About this exercise -
Each of the entries below should be written out exactly as it reads.

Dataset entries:
▬▬▬▬▬▬▬▬▬▬
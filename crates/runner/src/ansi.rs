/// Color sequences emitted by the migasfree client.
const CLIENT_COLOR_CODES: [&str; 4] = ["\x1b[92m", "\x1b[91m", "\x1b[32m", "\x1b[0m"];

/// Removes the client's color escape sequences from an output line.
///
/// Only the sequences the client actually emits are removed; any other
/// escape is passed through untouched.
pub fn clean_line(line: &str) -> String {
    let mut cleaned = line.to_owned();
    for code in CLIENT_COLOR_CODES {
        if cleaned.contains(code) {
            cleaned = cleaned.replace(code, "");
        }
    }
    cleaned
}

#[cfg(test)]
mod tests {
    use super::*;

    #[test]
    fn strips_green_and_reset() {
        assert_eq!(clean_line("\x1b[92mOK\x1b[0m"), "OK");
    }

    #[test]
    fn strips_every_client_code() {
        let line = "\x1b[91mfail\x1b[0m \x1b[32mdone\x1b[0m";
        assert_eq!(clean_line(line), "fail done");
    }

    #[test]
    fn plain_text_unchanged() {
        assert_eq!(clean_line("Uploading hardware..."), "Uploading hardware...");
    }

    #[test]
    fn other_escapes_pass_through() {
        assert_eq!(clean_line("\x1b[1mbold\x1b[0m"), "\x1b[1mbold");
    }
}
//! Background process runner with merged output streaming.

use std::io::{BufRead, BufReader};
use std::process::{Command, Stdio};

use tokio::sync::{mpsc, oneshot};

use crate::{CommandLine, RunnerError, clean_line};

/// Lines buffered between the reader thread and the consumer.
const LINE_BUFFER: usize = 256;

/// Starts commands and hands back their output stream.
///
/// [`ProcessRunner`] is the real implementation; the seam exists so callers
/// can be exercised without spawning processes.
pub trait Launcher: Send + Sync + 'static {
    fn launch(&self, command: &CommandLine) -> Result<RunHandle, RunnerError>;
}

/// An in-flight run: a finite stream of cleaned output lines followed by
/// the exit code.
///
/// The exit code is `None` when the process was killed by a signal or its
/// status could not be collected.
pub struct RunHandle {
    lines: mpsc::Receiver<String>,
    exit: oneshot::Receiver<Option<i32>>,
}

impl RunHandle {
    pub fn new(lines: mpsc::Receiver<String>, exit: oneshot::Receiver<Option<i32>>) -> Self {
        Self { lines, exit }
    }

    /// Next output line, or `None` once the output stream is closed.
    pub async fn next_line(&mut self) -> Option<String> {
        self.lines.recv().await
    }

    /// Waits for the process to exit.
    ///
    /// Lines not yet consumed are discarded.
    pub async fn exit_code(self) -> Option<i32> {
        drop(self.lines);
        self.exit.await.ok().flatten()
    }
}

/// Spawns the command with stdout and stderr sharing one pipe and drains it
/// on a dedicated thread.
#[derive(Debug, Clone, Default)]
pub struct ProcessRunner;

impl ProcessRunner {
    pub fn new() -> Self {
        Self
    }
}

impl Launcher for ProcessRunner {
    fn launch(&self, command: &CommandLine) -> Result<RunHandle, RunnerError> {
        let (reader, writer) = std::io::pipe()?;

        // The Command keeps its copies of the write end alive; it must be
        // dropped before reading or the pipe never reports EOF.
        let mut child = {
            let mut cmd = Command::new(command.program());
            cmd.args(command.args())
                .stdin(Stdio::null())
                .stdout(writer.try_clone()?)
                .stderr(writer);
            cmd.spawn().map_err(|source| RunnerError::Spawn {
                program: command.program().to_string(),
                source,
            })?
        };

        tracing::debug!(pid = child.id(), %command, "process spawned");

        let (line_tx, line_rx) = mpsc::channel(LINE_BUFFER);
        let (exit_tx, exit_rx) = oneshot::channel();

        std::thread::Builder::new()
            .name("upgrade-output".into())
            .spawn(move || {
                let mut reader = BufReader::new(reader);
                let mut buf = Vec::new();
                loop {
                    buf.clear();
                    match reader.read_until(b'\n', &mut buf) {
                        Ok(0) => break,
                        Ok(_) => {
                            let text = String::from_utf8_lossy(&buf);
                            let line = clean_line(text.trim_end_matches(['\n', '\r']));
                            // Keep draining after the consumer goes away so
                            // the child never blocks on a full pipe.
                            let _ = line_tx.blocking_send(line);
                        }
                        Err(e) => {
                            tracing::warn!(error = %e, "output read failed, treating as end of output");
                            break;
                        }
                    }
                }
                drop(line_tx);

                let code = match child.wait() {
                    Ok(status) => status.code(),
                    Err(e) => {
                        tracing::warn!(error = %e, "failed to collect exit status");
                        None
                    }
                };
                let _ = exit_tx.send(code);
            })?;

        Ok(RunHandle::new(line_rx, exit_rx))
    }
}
▬▬▬▬▬▬▬▬▬▬
Output for this task -
filename crates/runner/src/ansi.rs
/// Color sequences emitted by the migasfree client.
const CLIENT_COLOR_CODES: [&str; 4] = ["\x1b[92m", "\x1b[91m", "\x1b[32m", "\x1b[0m"];

/// Removes the client's color escape sequences from an output line.
///
/// Only the sequences the client actually emits are removed; any other
/// escape is passed through untouched.
pub fn clean_line(line: &str) -> String {
    let mut cleaned = line.to_owned();
    for code in CLIENT_COLOR_CODES {
        if cleaned.contains(code) {
            cleaned = cleaned.replace(code, "");
        }
    }
    cleaned
}

#[cfg(test)]
mod tests {
    use super::*;

    #[test]
    fn strips_green_and_reset() {
        assert_eq!(clean_line("\x1b[92mOK\x1b[0m"), "OK");
    }

    #[test]
    fn strips_every_client_code() {
        let line = "\x1b[91mfail\x1b[0m \x1b[32mdone\x1b[0m";
        assert_eq!(clean_line(line), "fail done");
    }

    #[test]
    fn plain_text_unchanged() {
        assert_eq!(clean_line("Uploading hardware..."), "Uploading hardware...");
    }

    #[test]
    fn other_escapes_pass_through() {
        assert_eq!(clean_line("\x1b[1mbold\x1b[0m"), "\x1b[1mbold");
    }
}
//! Background process runner with merged output streaming.

use std::io::{BufRead, BufReader};
use std::process::{Command, Stdio};

use tokio::sync::{mpsc, oneshot};

use crate::{CommandLine, RunnerError, clean_line};

/// Lines buffered between the reader thread and the consumer.
const LINE_BUFFER: usize = 256;

/// Starts commands and hands back their output stream.
///
/// [`ProcessRunner`] is the real implementation; the seam exists so callers
/// can be exercised without spawning processes.
pub trait Launcher: Send + Sync + 'static {
    fn launch(&self, command: &CommandLine) -> Result<RunHandle, RunnerError>;
}

/// An in-flight run: a finite stream of cleaned output lines followed by
/// the exit code.
///
/// The exit code is `None` when the process was killed by a signal or its
/// status could not be collected.
pub struct RunHandle {
    lines: mpsc::Receiver<String>,
    exit: oneshot::Receiver<Option<i32>>,
}

impl RunHandle {
    pub fn new(lines: mpsc::Receiver<String>, exit: oneshot::Receiver<Option<i32>>) -> Self {
        Self { lines, exit }
    }

    /// Next output line, or `None` once the output stream is closed.
    pub async fn next_line(&mut self) -> Option<String> {
        self.lines.recv().await
    }

    /// Waits for the process to exit.
    ///
    /// Lines not yet consumed are discarded.
    pub async fn exit_code(self) -> Option<i32> {
        drop(self.lines);
        self.exit.await.ok().flatten()
    }
}

/// Spawns the command with stdout and stderr sharing one pipe and drains it
/// on a dedicated thread.
#[derive(Debug, Clone, Default)]
pub struct ProcessRunner;

impl ProcessRunner {
    pub fn new() -> Self {
        Self
    }
}

impl Launcher for ProcessRunner {
    fn launch(&self, command: &CommandLine) -> Result<RunHandle, RunnerError> {
        let (reader, writer) = std::io::pipe()?;

        // The Command keeps its copies of the write end alive; it must be
        // dropped before reading or the pipe never reports EOF.
        let mut child = {
            let mut cmd = Command::new(command.program());
            cmd.args(command.args())
                .stdin(Stdio::null())
                .stdout(writer.try_clone()?)
                .stderr(writer);
            cmd.spawn().map_err(|source| RunnerError::Spawn {
                program: command.program().to_string(),
                source,
            })?
        };

        tracing::debug!(pid = child.id(), %command, "process spawned");

        let (line_tx, line_rx) = mpsc::channel(LINE_BUFFER);
        let (exit_tx, exit_rx) = oneshot::channel();

        std::thread::Builder::new()
            .name("upgrade-output".into())
            .spawn(move || {
                let mut reader = BufReader::new(reader);
                let mut buf = Vec::new();
                loop {
                    buf.clear();
                    match reader.read_until(b'\n', &mut buf) {
                        Ok(0) => break,
                        Ok(_) => {
                            let text = String::from_utf8_lossy(&buf);
                            let line = clean_line(text.trim_end_matches(['\n', '\r']));
                            // Keep draining after the consumer goes away so
                            // the child never blocks on a full pipe.
                            let _ = line_tx.blocking_send(line);
                        }
                        Err(e) => {
                            tracing::warn!(error = %e, "output read failed, treating as end of output");
                            break;
                        }
                    }
                }
                drop(line_tx);

                let code = match child.wait() {
                    Ok(status) => status.code(),
                    Err(e) => {
                        tracing::warn!(error = %e, "failed to collect exit status");
                        None
                    }
                };
                let _ = exit_tx.send(code);
            })?;

        Ok(RunHandle::new(line_rx, exit_rx))
    }
}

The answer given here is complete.